◆ **WHAT YOU SHOULD DO**
Would you write out, word for word, each line of the records below from the top through the one holding "const ROLE: &str"?

◆ **EXERCISE MATERIALS**
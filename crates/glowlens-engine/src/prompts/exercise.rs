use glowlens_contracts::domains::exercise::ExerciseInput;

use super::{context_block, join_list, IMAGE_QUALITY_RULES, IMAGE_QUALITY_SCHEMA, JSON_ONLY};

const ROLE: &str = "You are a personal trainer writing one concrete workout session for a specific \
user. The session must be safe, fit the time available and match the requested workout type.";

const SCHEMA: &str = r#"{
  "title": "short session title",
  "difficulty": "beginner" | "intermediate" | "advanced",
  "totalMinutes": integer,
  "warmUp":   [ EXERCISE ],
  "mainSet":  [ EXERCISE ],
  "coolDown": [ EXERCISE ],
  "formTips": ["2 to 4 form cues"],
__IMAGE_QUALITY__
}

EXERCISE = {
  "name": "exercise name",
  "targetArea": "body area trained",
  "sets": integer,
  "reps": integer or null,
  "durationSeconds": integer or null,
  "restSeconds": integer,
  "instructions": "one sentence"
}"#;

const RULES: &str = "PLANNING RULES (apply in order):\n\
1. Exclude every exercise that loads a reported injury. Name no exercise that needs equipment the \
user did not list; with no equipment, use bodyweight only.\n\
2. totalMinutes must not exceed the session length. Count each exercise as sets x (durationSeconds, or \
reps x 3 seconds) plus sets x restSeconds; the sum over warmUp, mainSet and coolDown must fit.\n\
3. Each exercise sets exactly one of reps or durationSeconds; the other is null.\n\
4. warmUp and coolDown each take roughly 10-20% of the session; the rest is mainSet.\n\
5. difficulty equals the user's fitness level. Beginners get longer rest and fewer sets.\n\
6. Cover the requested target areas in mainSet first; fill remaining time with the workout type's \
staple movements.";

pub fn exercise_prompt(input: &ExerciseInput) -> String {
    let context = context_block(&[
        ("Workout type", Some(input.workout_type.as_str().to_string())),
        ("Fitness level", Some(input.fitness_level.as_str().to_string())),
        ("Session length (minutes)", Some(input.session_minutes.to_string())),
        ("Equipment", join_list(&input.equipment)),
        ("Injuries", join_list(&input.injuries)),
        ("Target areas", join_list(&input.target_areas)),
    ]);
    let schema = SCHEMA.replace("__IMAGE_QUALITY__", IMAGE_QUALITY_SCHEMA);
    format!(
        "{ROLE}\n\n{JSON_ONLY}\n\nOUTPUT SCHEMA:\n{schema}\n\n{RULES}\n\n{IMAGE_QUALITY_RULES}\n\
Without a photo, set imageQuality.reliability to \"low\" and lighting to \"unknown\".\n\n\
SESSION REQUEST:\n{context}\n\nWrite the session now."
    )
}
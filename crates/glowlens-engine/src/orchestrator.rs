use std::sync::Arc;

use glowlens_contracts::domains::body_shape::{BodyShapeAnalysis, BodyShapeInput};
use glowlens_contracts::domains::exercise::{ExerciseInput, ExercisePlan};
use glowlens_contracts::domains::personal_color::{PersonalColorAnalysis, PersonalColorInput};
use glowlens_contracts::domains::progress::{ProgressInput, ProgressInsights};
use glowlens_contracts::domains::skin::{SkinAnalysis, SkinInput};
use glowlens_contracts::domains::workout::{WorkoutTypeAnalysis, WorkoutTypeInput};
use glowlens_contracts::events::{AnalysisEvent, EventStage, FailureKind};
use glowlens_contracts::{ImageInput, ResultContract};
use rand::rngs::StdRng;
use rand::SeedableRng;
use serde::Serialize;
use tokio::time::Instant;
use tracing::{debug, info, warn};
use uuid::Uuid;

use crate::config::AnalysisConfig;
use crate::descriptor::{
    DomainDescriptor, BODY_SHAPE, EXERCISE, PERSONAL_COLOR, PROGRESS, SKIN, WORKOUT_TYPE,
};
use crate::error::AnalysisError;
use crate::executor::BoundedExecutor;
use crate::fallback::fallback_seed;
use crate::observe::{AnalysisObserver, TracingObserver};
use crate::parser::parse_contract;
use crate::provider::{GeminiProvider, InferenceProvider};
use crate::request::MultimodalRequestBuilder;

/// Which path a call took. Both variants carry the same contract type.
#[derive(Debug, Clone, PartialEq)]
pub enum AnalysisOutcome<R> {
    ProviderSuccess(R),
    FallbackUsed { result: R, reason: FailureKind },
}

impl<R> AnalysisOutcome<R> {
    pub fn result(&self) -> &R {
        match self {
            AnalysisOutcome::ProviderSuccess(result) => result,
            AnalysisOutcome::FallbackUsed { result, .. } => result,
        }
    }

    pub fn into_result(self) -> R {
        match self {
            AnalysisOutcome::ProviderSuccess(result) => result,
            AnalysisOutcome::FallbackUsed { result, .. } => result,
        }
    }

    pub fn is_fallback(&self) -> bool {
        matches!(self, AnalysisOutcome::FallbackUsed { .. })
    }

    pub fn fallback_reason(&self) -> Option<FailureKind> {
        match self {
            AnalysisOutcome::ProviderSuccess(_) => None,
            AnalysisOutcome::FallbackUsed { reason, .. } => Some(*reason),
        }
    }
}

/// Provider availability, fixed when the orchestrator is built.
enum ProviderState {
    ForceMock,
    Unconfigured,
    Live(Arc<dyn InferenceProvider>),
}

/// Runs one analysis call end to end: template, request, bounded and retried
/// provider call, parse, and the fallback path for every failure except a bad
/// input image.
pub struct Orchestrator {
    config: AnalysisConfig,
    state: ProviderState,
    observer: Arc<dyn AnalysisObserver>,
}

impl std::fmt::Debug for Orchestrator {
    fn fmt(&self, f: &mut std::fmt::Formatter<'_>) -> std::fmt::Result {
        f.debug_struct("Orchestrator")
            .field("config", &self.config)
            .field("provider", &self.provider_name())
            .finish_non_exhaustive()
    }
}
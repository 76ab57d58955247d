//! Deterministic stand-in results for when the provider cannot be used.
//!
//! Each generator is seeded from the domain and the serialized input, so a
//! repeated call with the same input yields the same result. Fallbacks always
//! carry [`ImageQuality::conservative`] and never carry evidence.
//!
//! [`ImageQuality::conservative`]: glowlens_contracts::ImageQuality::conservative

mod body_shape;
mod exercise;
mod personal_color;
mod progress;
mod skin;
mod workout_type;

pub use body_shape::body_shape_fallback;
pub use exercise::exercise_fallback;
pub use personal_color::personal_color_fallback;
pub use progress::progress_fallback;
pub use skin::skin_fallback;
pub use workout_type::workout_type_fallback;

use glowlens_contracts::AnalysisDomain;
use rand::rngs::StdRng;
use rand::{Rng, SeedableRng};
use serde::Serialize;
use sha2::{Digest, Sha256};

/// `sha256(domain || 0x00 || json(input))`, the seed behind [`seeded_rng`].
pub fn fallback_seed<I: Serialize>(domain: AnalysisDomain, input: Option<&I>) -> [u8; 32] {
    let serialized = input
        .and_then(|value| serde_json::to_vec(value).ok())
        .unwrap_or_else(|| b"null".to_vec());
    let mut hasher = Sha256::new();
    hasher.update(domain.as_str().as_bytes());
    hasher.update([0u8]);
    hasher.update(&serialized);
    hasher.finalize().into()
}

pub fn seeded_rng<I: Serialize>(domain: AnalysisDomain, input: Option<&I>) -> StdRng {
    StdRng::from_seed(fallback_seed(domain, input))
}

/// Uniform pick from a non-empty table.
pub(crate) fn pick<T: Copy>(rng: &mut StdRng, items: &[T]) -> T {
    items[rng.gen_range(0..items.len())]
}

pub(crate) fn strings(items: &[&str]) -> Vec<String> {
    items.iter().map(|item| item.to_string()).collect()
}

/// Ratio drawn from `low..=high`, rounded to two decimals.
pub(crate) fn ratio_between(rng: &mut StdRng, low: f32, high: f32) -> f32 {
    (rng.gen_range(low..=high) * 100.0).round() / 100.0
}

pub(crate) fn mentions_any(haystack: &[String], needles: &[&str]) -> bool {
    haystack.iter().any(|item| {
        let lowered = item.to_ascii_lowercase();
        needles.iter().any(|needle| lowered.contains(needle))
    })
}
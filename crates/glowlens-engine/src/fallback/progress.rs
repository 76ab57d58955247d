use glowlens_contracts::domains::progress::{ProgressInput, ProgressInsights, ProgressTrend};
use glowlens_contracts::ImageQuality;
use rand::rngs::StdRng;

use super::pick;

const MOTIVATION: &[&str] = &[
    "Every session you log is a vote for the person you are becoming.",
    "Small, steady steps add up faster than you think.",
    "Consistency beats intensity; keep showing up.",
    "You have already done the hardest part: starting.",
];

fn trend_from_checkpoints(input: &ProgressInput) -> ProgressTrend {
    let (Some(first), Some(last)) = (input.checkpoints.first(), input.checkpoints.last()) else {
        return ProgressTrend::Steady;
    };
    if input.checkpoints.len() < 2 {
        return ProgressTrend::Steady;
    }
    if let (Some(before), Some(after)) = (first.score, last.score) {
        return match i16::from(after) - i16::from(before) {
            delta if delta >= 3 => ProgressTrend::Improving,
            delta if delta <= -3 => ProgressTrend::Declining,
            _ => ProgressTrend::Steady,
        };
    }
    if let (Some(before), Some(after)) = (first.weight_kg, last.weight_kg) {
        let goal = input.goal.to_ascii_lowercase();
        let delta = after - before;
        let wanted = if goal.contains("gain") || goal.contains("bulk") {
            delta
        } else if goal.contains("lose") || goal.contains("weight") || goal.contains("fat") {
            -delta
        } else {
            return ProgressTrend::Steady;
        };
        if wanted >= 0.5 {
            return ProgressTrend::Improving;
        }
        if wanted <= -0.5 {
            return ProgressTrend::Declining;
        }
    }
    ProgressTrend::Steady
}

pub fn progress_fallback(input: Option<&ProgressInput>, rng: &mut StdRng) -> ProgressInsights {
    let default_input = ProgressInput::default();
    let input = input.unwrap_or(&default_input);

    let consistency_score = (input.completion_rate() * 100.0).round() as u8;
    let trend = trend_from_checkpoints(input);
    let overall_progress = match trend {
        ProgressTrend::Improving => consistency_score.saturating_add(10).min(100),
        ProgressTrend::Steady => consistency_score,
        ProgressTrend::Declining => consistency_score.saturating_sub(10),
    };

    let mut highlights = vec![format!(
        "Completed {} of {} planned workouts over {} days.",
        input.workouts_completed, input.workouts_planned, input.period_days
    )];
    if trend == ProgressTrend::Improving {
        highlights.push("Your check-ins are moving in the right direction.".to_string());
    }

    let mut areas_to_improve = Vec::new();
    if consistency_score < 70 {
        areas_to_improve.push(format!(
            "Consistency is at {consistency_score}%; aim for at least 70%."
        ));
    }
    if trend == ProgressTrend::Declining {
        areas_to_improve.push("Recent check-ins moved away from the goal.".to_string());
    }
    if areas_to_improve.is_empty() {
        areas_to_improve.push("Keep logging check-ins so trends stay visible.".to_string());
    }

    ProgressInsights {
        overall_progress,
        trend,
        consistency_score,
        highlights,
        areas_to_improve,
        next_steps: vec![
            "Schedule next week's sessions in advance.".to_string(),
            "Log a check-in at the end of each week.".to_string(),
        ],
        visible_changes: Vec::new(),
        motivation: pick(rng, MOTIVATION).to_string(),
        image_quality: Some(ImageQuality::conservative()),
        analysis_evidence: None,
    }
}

◆ **REPLY TO THE EXERCISE**
filename crates/glowlens-engine/src/prompts/exercise.rs
use glowlens_contracts::domains::exercise::ExerciseInput;

use super::{context_block, join_list, IMAGE_QUALITY_RULES, IMAGE_QUALITY_SCHEMA, JSON_ONLY};

const ROLE: &str = "You are a personal trainer writing one concrete workout session for a specific \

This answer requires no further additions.